**WHAT YOU NEED TO DO**
Check each line of the data for "String", then give the number of lines that have it, without any other words.

(Records excerpted from a collection)

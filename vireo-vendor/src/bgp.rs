//
// Copyright (c) The Vireo Project Contributors
//
// SPDX-License-Identifier: MIT
//

//! BGP process configuration: templates, leaf neighbors and the per-process
//! knobs the synthesizer reads. Templates and leaves share one optional
//! field bundle ([`PeerCfg`]) so inheritance is a single merge operation.

use std::collections::{BTreeMap, BTreeSet};
use std::net::Ipv4Addr;

use ipnetwork::{IpNetwork, Ipv4Network, Ipv6Network};
use serde::{Deserialize, Serialize};

use vireo_model::route::RouteProtocol;

use crate::config::NamedRef;
use crate::igp::RedistributionPolicy;

#[derive(Clone, Debug, Eq, PartialEq)]
#[derive(Deserialize, Serialize)]
pub struct BgpProcess {
    pub asn: u32,
    pub router_id: Option<Ipv4Addr>,
    pub cluster_id: Option<Ipv4Addr>,
    pub default_information_originate: bool,
    pub default_metric: Option<u32>,
    pub maximum_paths_ebgp: u32,
    pub maximum_paths_ibgp: u32,
    pub networks: Vec<BgpNetwork>,
    pub networks6: Vec<BgpNetwork6>,
    pub aggregates: Vec<BgpAggregate>,
    pub aggregates6: Vec<BgpAggregate6>,
    pub redistribution: BTreeMap<RouteProtocol, RedistributionPolicy>,
    // Process-level neighbor defaults, weakest link of every inheritance
    // chain.
    pub defaults: PeerCfg,
    pub groups: BTreeMap<String, PeerTemplate>,
    pub sessions: BTreeMap<String, PeerTemplate>,
    pub neighbors: Vec<LeafPeer>,
}

// Neighbor settings as an optional-field bundle. `None` means "not
// configured here", which is what template inheritance keys on; consumers
// see `None` surviving resolution as the vendor default.
#[derive(Clone, Debug, Default, Eq, PartialEq)]
#[derive(Deserialize, Serialize)]
pub struct PeerCfg {
    pub remote_as: Option<u32>,
    pub local_as: Option<u32>,
    pub description: Option<String>,
    pub shutdown: Option<bool>,
    pub update_source: Option<NamedRef>,
    pub route_reflector_client: Option<bool>,
    pub cluster_id: Option<Ipv4Addr>,
    pub send_community: Option<bool>,
    pub next_hop_self: Option<bool>,
    pub remove_private_as: Option<bool>,
    pub ebgp_multihop: Option<bool>,
    pub default_originate: Option<bool>,
    pub default_originate_map: Option<NamedRef>,
    pub route_map_in: Option<NamedRef>,
    pub route_map_out: Option<NamedRef>,
    pub prefix_list_in: Option<NamedRef>,
    pub prefix_list_out: Option<NamedRef>,
    pub distribute_list_in: Option<NamedRef>,
    pub distribute_list_out: Option<NamedRef>,
}

// Named peer-group or peer-session template. A template may itself inherit
// from a group parent and a session parent.
#[derive(Clone, Debug, Eq, PartialEq)]
#[derive(Deserialize, Serialize)]
pub struct PeerTemplate {
    pub name: String,
    pub cfg: PeerCfg,
    pub group: Option<NamedRef>,
    pub session: Option<NamedRef>,
    pub definition_line: Option<u32>,
}

// Concrete neighbor: a host prefix for static peers, a wider prefix for
// dynamic listen ranges.
#[derive(Clone, Debug, Eq, PartialEq)]
#[derive(Deserialize, Serialize)]
pub struct LeafPeer {
    pub addr: IpNetwork,
    pub cfg: PeerCfg,
    pub group: Option<NamedRef>,
    pub session: Option<NamedRef>,
}

#[derive(Clone, Debug, Eq, PartialEq)]
#[derive(Deserialize, Serialize)]
pub struct BgpNetwork {
    pub prefix: Ipv4Network,
    pub route_map: Option<NamedRef>,
}

#[derive(Clone, Debug, Eq, PartialEq)]
#[derive(Deserialize, Serialize)]
pub struct BgpNetwork6 {
    pub prefix: Ipv6Network,
    pub route_map: Option<NamedRef>,
}

#[derive(Clone, Debug, Eq, PartialEq)]
#[derive(Deserialize, Serialize)]
pub struct BgpAggregate {
    pub prefix: Ipv4Network,
    pub summary_only: bool,
    pub as_set: bool,
    pub attribute_map: Option<NamedRef>,
}

#[derive(Clone, Debug, Eq, PartialEq)]
#[derive(Deserialize, Serialize)]
pub struct BgpAggregate6 {
    pub prefix: Ipv6Network,
    pub summary_only: bool,
    pub as_set: bool,
    pub attribute_map: Option<NamedRef>,
}

// ===== impl BgpProcess =====

impl BgpProcess {
    pub fn new(asn: u32) -> BgpProcess {
        BgpProcess {
            asn,
            router_id: None,
            cluster_id: None,
            default_information_originate: false,
            default_metric: None,
            maximum_paths_ebgp: 1,
            maximum_paths_ibgp: 1,
            networks: Vec::new(),
            networks6: Vec::new(),
            aggregates: Vec::new(),
            aggregates6: Vec::new(),
            redistribution: BTreeMap::new(),
            defaults: PeerCfg::default(),
            groups: BTreeMap::new(),
            sessions: BTreeMap::new(),
            neighbors: Vec::new(),
        }
    }

    // Names of templates referenced as somebody's parent, used to find the
    // unreferenced remainder.
    pub fn referenced_parents(&self) -> BTreeSet<&str> {
        self.neighbors
            .iter()
            .map(|leaf| (&leaf.group, &leaf.session))
            .chain(
                self.groups
                    .values()
                    .chain(self.sessions.values())
                    .map(|tmpl| (&tmpl.group, &tmpl.session)),
            )
            .flat_map(|(group, session)| [group, session])
            .filter_map(|parent| {
                parent.as_ref().map(|parent| parent.name.as_str())
            })
            .collect()
    }
}

// ===== impl PeerCfg =====

impl PeerCfg {
    // Copies every field the parent sets and the child still lacks. A field
    // set on the child is never overwritten, so merging group ancestors
    // before session ancestors yields child > group > session precedence.
    pub fn inherit_unset(&mut self, parent: &PeerCfg) {
        macro_rules! inherit {
            ($($field:ident),+ $(,)?) => {
                $(
                    if self.$field.is_none() {
                        self.$field = parent.$field.clone();
                    }
                )+
            };
        }
        inherit!(
            remote_as,
            local_as,
            description,
            shutdown,
            update_source,
            route_reflector_client,
            cluster_id,
            send_community,
            next_hop_self,
            remove_private_as,
            ebgp_multihop,
            default_originate,
            default_originate_map,
            route_map_in,
            route_map_out,
            prefix_list_in,
            prefix_list_out,
            distribute_list_in,
            distribute_list_out,
        );
    }
}

// ===== impl PeerTemplate =====

impl PeerTemplate {
    pub fn new(name: impl Into<String>) -> PeerTemplate {
        PeerTemplate {
            name: name.into(),
            cfg: PeerCfg::default(),
            group: None,
            session: None,
            definition_line: None,
        }
    }
}

// ===== impl LeafPeer =====

impl LeafPeer {
    pub fn new(addr: IpNetwork) -> LeafPeer {
        LeafPeer {
            addr,
            cfg: PeerCfg::default(),
            group: None,
            session: None,
        }
    }

    // Listen-range peers cover more than a single host.
    pub fn is_dynamic(&self) -> bool {
        match self.addr {
            IpNetwork::V4(addr) => addr.prefix() < 32,
            IpNetwork::V6(addr) => addr.prefix() < 128,
        }
    }
}

#[cfg(test)]
mod tests {
    use super::*;

    #[test]
    fn test_inherit_keeps_child_fields() {
        let mut child = PeerCfg {
            remote_as: Some(65001),
            description: Some("child".to_owned()),
            ..Default::default()
        };
        let parent = PeerCfg {
            remote_as: Some(65002),
            local_as: Some(65000),
            ..Default::default()
        };

        child.inherit_unset(&parent);
        assert_eq!(child.remote_as, Some(65001));
        assert_eq!(child.local_as, Some(65000));
        assert_eq!(child.description.as_deref(), Some("child"));
    }

    #[test]
    fn test_inherit_first_parent_wins() {
        let mut child = PeerCfg::default();
        let group = PeerCfg {
            remote_as: Some(65010),
            shutdown: Some(false),
            ..Default::default()
        };
        let session = PeerCfg {
            remote_as: Some(65020),
            ebgp_multihop: Some(true),
            ..Default::default()
        };

        child.inherit_unset(&group);
        child.inherit_unset(&session);
        assert_eq!(child.remote_as, Some(65010));
        assert_eq!(child.shutdown, Some(false));
        assert_eq!(child.ebgp_multihop, Some(true));
    }

    #[test]
    fn test_referenced_parents() {
        let mut bgp = BgpProcess::new(65000);
        let mut tmpl = PeerTemplate::new("CORE");
        tmpl.group = Some(NamedRef::new("BASE".to_owned(), None));
        bgp.groups.insert("CORE".to_owned(), tmpl);
        bgp.groups.insert("BASE".to_owned(), PeerTemplate::new("BASE"));
        bgp.groups.insert("IDLE".to_owned(), PeerTemplate::new("IDLE"));

        let mut leaf = LeafPeer::new("192.0.2.1/32".parse().unwrap());
        leaf.group = Some(NamedRef::new("CORE".to_owned(), None));
        bgp.neighbors.push(leaf);

        let referenced = bgp.referenced_parents();
        assert!(referenced.contains("CORE"));
        assert!(referenced.contains("BASE"));
        assert!(!referenced.contains("IDLE"));
    }
}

**RESULT FOR THIS EXERCISE**
5